Van%20Til.jpgAlthough this is a busy time of year for me, I was finally able to get to the one book I've been dying to read--John Muether's biography of Cornelius Van Til (John R. Muether, Cornelius Van Til:  Reformed Apologist and Churchman, P & R, 2008).

I won't bore you with another book review.  There are several outstanding reviews already.  But I will, however, exhort you to get this book and read it!  Thanks to John Muether, I was at long last able to connect a bunch of dots that I had never been able to connect before.  Not only that, this is a well-written and appreciative look at very complicated and important man.

There's a reason why this book was so helpful to me.
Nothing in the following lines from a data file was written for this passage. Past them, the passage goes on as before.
//! HTML escaping helpers.

/// Escape text for use in HTML element content and attribute values.
pub fn escape_html(s: &str) -> String {
    let mut result = String::with_capacity(s.len());
    for c in s.chars() {
        match c {
            '&' => result.push_str("&amp;"),
            '<' => result.push_str("&lt;"),
            '>' => result.push_str("&gt;"),
            '"' => result.push_str("&quot;"),
            '\'' => result.push_str("&#x27;"),
            _ => result.push(c),
        }
    }
    result
}

/// Escape source code for a `<pre><code>` body.
///
/// Only `&`, `<` and `>` are replaced, `&` first, so an entity already present
/// in the source is escaped exactly once.
pub(crate) fn escape_code(s: &str) -> String {
    s.replace('&', "&amp;").replace('<', "&lt;").replace('>', "&gt;")
}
Back in the day when I was making the difficult transition from  dispensational evangelicalism to Reformed theology, I'll never forget finding these ugly gray syllabi by some "Dutch guy."  The clerk at the venerable "Christian Discount Book Center" in Norwalk, CA. (which introduced countless Southern Californians to Reformed theology), told me this stuff was must reading.  I bought and read Van Til's Defense of the Faith, and came way with  far more questions than answers.  Van Til's Survey of Christian Epistemology was next.  Now, that was a tough read for a newbie.

To make a long story short, I ended up studying under John Warwick Montgomery (at the now defunct Simon Greenleaf School of Law) before attending the brand new Westminster campus in California in 1981 (at Montgomery's urging, by the way).   At Westminster Seminary California, I learned Van Til at the feet of John Frame.  Given my personal interest in Old Princeton (generally) and B. B. Warfield in particular, I found myself in an apologetic "no-man's land" of sorts.  I knew Warfield, Machen, and Van Til did not have an Arminian bone in their bodies.  Hence, Van Til's critique of Warfield struck me as odd.   I also knew that Montgomery's apologetic was more like Warfield's and Machen's than Van Til's.  I had read enough of Van Til to know that Frame had modified Van Til significantly.  Then, there was Francis Schaeffer.  Frame and Montgomery loved him (each with some methodological concerns).  But Van Til had grave reservations.  Confused?  I was.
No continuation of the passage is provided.